O governador do Rio de Janeiro, Cláudio Castro, reconheceu nesta terça-feira (28) que a Operação Contenção, realizada pelas forças de segurança estaduais nos complexos do Alemão e da Penha, na capital fluminense, excedeu os limites e as competências do governo estadual. A ação, segundo balanço preliminar, deixou pelo menos 64 mortos — entre eles quatro policiais —, além de mais de 80 presos e 75 fuzis apreendidos.

“Eu até entendo que estamos excedendo as nossas competências, mas continuaremos as excedendo. E, se precisarmos exceder ainda mais, o faremos, na nossa missão de servir e proteger nosso povo”, afirmou o governador em entrevista coletiva.

Castro justificou a intensidade da operação alegando falta de apoio federal no combate às organizações criminosas armadas que atuam no Rio. Ele disse que o estado vem atuando “sozinho nesta guerra” e sugeriu que, diante do poder bélico dos grupos criminosos, o governo federal deveria acionar até as Forças Armadas.

“Esta operação tem muito pouco a ver com segurança pública. Ela é uma operação de defesa. […] Para uma guerra desta, deveríamos ter um apoio muito maior. Neste momento, talvez até de Forças Armadas”, afirmou o governador.

Pedido negado

Segundo Castro, a ação foi planejada durante seis meses e contou com autorização judicial e acompanhamento do Ministério Público do Estado (MPRJ). O governo, porém, não solicitou apoio federal desta vez, após ter tido pedidos anteriores negados.

“Pedimos os blindados [militares] algumas vezes, e todas as vezes os pedidos foram negados. Desta vez, não pedimos por terem negado nas outras três vezes. […] Como o presidente já falou que é contra GLOs, entendemos a realidade”, disse o governador, em referência à Garantia da Lei e da Ordem (GLO), que depende de decreto presidencial.

Posição do governo federal

Em nota, o Ministério da Defesa confirmou que, em janeiro deste ano, o governo fluminense solicitou apoio logístico da Marinha, com empréstimo de veículos blindados. O pedido, contudo, foi analisado pela Advocacia-Geral da União (AGU), que concluiu que o atendimento só seria possível mediante decretação de uma GLO — medida que não foi adotada pelo governo federal.

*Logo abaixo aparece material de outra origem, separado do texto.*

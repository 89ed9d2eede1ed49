use crate::{PackageMetadata, PackageRepository, RemoteError, UploadRequest};
use serde::Serialize;
use skpack_package::PackageArtifact;
use std::path::PathBuf;
use thiserror::Error;
use tracing::{debug, info};

#[derive(Debug, Error)]
pub enum PublishError {
    #[error("error reading packaged archive '{}': {source}", path.display())]
    ArtifactRead {
        path: PathBuf,
        #[source]
        source: std::io::Error,
    },
    #[error("package {name}@{version} is already published; upgrading a published package is not supported")]
    AlreadyPublished { name: String, version: String },
    #[error(transparent)]
    Repository(#[from] RemoteError),
}

/// Whether the repository already holds a name/version pair.
#[derive(Debug, Clone, Copy, PartialEq, Eq, Serialize)]
#[serde(rename_all = "snake_case")]
pub enum Decision {
    AlreadyPublished,
    NotPublished,
}

/// Scan search results for an exact name and version match.
pub fn decide(results: &[PackageMetadata], name: &str, version: &str) -> Decision {
    if results.iter().any(|m| m.matches(name, version)) {
        Decision::AlreadyPublished
    } else {
        Decision::NotPublished
    }
}

#[derive(Debug, Clone, Serialize)]
pub struct PublishOutcome {
    pub metadata: PackageMetadata,
    pub repo_name: String,
    pub bytes: usize,
}

/// Upload `artifact` to `repo_name` unless its name/version is already known.
///
/// The archive is read before any network call. Then exactly one fuzzy search
/// is made and, only if no result matches, exactly one upload. Nothing is
/// retried.
pub fn publish(
    artifact: &PackageArtifact,
    repo: &dyn PackageRepository,
    repo_name: &str,
) -> Result<PublishOutcome, PublishError> {
    let payload = artifact
        .read_payload()
        .map_err(|source| PublishError::ArtifactRead {
            path: artifact.path.clone(),
            source,
        })?;

    let results = repo.search(&artifact.name, true)?;
    debug!(
        "search for '{}' returned {} package(s)",
        artifact.name,
        results.len()
    );

    match decide(&results, &artifact.name, &artifact.version) {
        Decision::AlreadyPublished => Err(PublishError::AlreadyPublished {
            name: artifact.name.clone(),
            version: artifact.version.clone(),
        }),
        Decision::NotPublished => {
            let bytes = payload.len();
            let request = UploadRequest {
                repo_name: repo_name.to_owned(),
                name: artifact.name.clone(),
                version: artifact.version.clone(),
                extension: artifact.extension.clone(),
                payload,
            };
            let metadata = repo.upload(&request)?;
            info!("uploaded package: {metadata}");
            Ok(PublishOutcome {
                metadata,
                repo_name: repo_name.to_owned(),
                bytes,
            })
        }
    }
}

#[cfg(test)]
mod tests {
    use super::*;
    use std::sync::Mutex;

    /// In-memory repository that records every call.
    #[derive(Default)]
    struct MockRepository {
        packages: Mutex<Vec<PackageMetadata>>,
        searches: Mutex<Vec<(String, bool)>>,
        uploads: Mutex<Vec<UploadRequest>>,
        fail_search: bool,
    }

    impl MockRepository {
        fn with(packages: Vec<PackageMetadata>) -> Self {
            Self {
                packages: Mutex::new(packages),
                ..Self::default()
            }
        }

        fn search_count(&self) -> usize {
            self.searches.lock().unwrap().len()
        }

        fn upload_count(&self) -> usize {
            self.uploads.lock().unwrap().len()
        }
    }

    impl PackageRepository for MockRepository {
        fn search(&self, name: &str, fuzzy: bool) -> Result<Vec<PackageMetadata>, RemoteError> {
            self.searches
                .lock()
                .unwrap()
                .push((name.to_owned(), fuzzy));
            if self.fail_search {
                return Err(RemoteError::Http("HTTP 503".to_owned()));
            }
            Ok(self
                .packages
                .lock()
                .unwrap()
                .iter()
                .filter(|m| m.name.to_lowercase().contains(&name.to_lowercase()))
                .cloned()
                .collect())
        }

        fn upload(&self, request: &UploadRequest) -> Result<PackageMetadata, RemoteError> {
            self.uploads.lock().unwrap().push(request.clone());
            let mut meta = PackageMetadata::new(&request.name, &request.version);
            meta.repository_name = Some(request.repo_name.clone());
            self.packages.lock().unwrap().push(meta.clone());
            Ok(meta)
        }
    }

    fn artifact(dir: &std::path::Path, name: &str, version: &str) -> PackageArtifact {
        PackageArtifact {
            path: dir.join(format!("{name}-{version}.zip")),
            name: name.to_owned(),
            version: version.to_owned(),
            extension: "zip".to_owned(),
        }
    }

    #[test]
    fn decide_requires_name_and_version() {
        let results = vec![
            PackageMetadata::new("X", "0.9"),
            PackageMetadata::new("X-extra", "1.0"),
        ];
        assert_eq!(decide(&results, "X", "1.0"), Decision::NotPublished);
        assert_eq!(decide(&[], "X", "1.0"), Decision::NotPublished);

        let results = vec![PackageMetadata::new("X", "1.0")];
        assert_eq!(decide(&results, "X", "1.0"), Decision::AlreadyPublished);
    }

    #[test]
    fn already_published_never_uploads() {
        let dir = tempfile::tempdir().unwrap();
        let a = artifact(dir.path(), "X", "1.0");
        std::fs::write(&a.path, b"zip").unwrap();
        let repo = MockRepository::with(vec![PackageMetadata::new("X", "1.0")]);

        let err = publish(&a, &repo, "local").unwrap_err();
        assert!(matches!(
            err,
            PublishError::AlreadyPublished { ref name, ref version } if name == "X" && version == "1.0"
        ));
        assert_eq!(repo.search_count(), 1);
        assert_eq!(repo.upload_count(), 0);
    }

    #[test]
    fn not_published_uploads_once_with_full_bytes() {
        let dir = tempfile::tempdir().unwrap();
        let a = artifact(dir.path(), "X", "1.0");
        let bytes: Vec<u8> = (0..4096u32).map(|i| (i % 251) as u8).collect();
        std::fs::write(&a.path, &bytes).unwrap();
        let repo = MockRepository::with(vec![PackageMetadata::new("X", "0.9")]);

        let outcome = publish(&a, &repo, "team").unwrap();
        assert!(outcome.metadata.matches("X", "1.0"));
        assert_eq!(outcome.bytes, bytes.len());
        assert_eq!(outcome.repo_name, "team");

        assert_eq!(
            *repo.searches.lock().unwrap(),
            vec![("X".to_owned(), true)]
        );
        let uploads = repo.uploads.lock().unwrap();
        assert_eq!(uploads.len(), 1);
        assert_eq!(uploads[0].payload, bytes);
        assert_eq!(uploads[0].repo_name, "team");
        assert_eq!(uploads[0].extension, "zip");
    }

    #[test]
    fn second_publish_fails() {
        let dir = tempfile::tempdir().unwrap();
        let a = artifact(dir.path(), "X", "1.0");
        std::fs::write(&a.path, b"zip").unwrap();
        let repo = MockRepository::default();

        publish(&a, &repo, "local").unwrap();
        let err = publish(&a, &repo, "local").unwrap_err();
        assert!(matches!(err, PublishError::AlreadyPublished { .. }));
        assert_eq!(repo.upload_count(), 1);
    }

    #[test]
    fn missing_artifact_fails_before_network() {
        let dir = tempfile::tempdir().unwrap();
        let a = artifact(dir.path(), "X", "1.0");
        let repo = MockRepository::default();

        let err = publish(&a, &repo, "local").unwrap_err();
        assert!(matches!(err, PublishError::ArtifactRead { .. }));
        assert_eq!(repo.search_count(), 0);
        assert_eq!(repo.upload_count(), 0);
    }

    #[test]
    fn search_failure_is_surfaced_without_retry() {
        let dir = tempfile::tempdir().unwrap();
        let a = artifact(dir.path(), "X", "1.0");
        std::fs::write(&a.path, b"zip").unwrap();
        let repo = MockRepository {
            fail_search: true,
            ..MockRepository::default()
        };

        let err = publish(&a, &repo, "local").unwrap_err();
        assert!(matches!(err, PublishError::Repository(RemoteError::Http(_))));
        assert_eq!(repo.search_count(), 1);
        assert_eq!(repo.upload_count(), 0);
    }

    #[test]
    fn tar_gz_artifact_keeps_its_extension() {
        let dir = tempfile::tempdir().unwrap();
        let mut a = artifact(dir.path(), "X", "2.0");
        a.path = dir.path().join("X-2.0.tar.gz");
        a.extension = "tar.gz".to_owned();
        std::fs::write(&a.path, b"tgz").unwrap();
        let repo = MockRepository::default();

        publish(&a, &repo, "local").unwrap();
        assert_eq!(repo.uploads.lock().unwrap()[0].extension, "tar.gz");
    }
}
use crate::archive::ArchiveFormat;
use crate::PackageError;
use std::fs;
use std::path::{Path, PathBuf};
use tracing::debug;

/// Directory layout of the packaging working directory.
///
/// ```text
/// <work_dir>/
///   <name>-<version>/          merged, filtered tree
///   <name>-<version>.zip       archive
/// ```
#[derive(Debug, Clone)]
pub struct WorkLayout {
    root: PathBuf,
}

impl WorkLayout {
    pub fn new(root: impl Into<PathBuf>) -> Self {
        Self { root: root.into() }
    }

    #[inline]
    pub fn root(&self) -> &Path {
        &self.root
    }

    #[inline]
    pub fn package_dir(&self, package_id: &str) -> PathBuf {
        self.root.join(package_id)
    }

    #[inline]
    pub fn archive_path(&self, package_id: &str, format: ArchiveFormat) -> PathBuf {
        self.root.join(format!("{package_id}.{}", format.extension()))
    }

    pub fn initialize(&self) -> Result<(), PackageError> {
        fs::create_dir_all(&self.root)?;
        Ok(())
    }

    /// Remove any tree left by a previous run and recreate it empty.
    ///
    /// Idempotent: calling it on a fresh layout just creates the directory.
    pub fn reset_package_dir(&self, package_id: &str) -> Result<PathBuf, PackageError> {
        let dir = self.package_dir(package_id);
        if dir.exists() {
            debug!("clearing previous working tree {}", dir.display());
            fs::remove_dir_all(&dir)?;
        }
        fs::create_dir_all(&dir)?;
        Ok(dir)
    }
}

Já o Ministério da Justiça e Segurança Pública (MJSP) afirmou que o governo federal mantém presença constante no estado, com atuação da Força Nacional de Segurança Pública desde 2023 e 178 operações da Polícia Federal (PF) apenas em 2025, que resultaram na apreensão de 190 armas (17 fuzis) e 10 toneladas de drogas.

A Polícia Rodoviária Federal (PRF) também intensificou as ações de combate ao roubo de cargas e veículos nas rodovias federais que cortam o Rio.

A pasta ainda destacou que o estado não utilizou integralmente os recursos federais repassados para segurança pública. Entre 2016 e 2024, o Rio recebeu R$ 99 milhões do Fundo Penitenciário Nacional (Funpen), mas executou apenas R$ 39 milhões. Do Fundo Nacional de Segurança Pública (FNSP), foram transferidos quase R$ 288 milhões entre 2019 e 2025, com R$ 157 milhões executados.

“Estamos empenhados em combater o crime de forma cooperativa e integrada. Esse é mais um exemplo de integração federativa que a PEC da Segurança Pública pretende colocar em prática”, concluiu o ministério.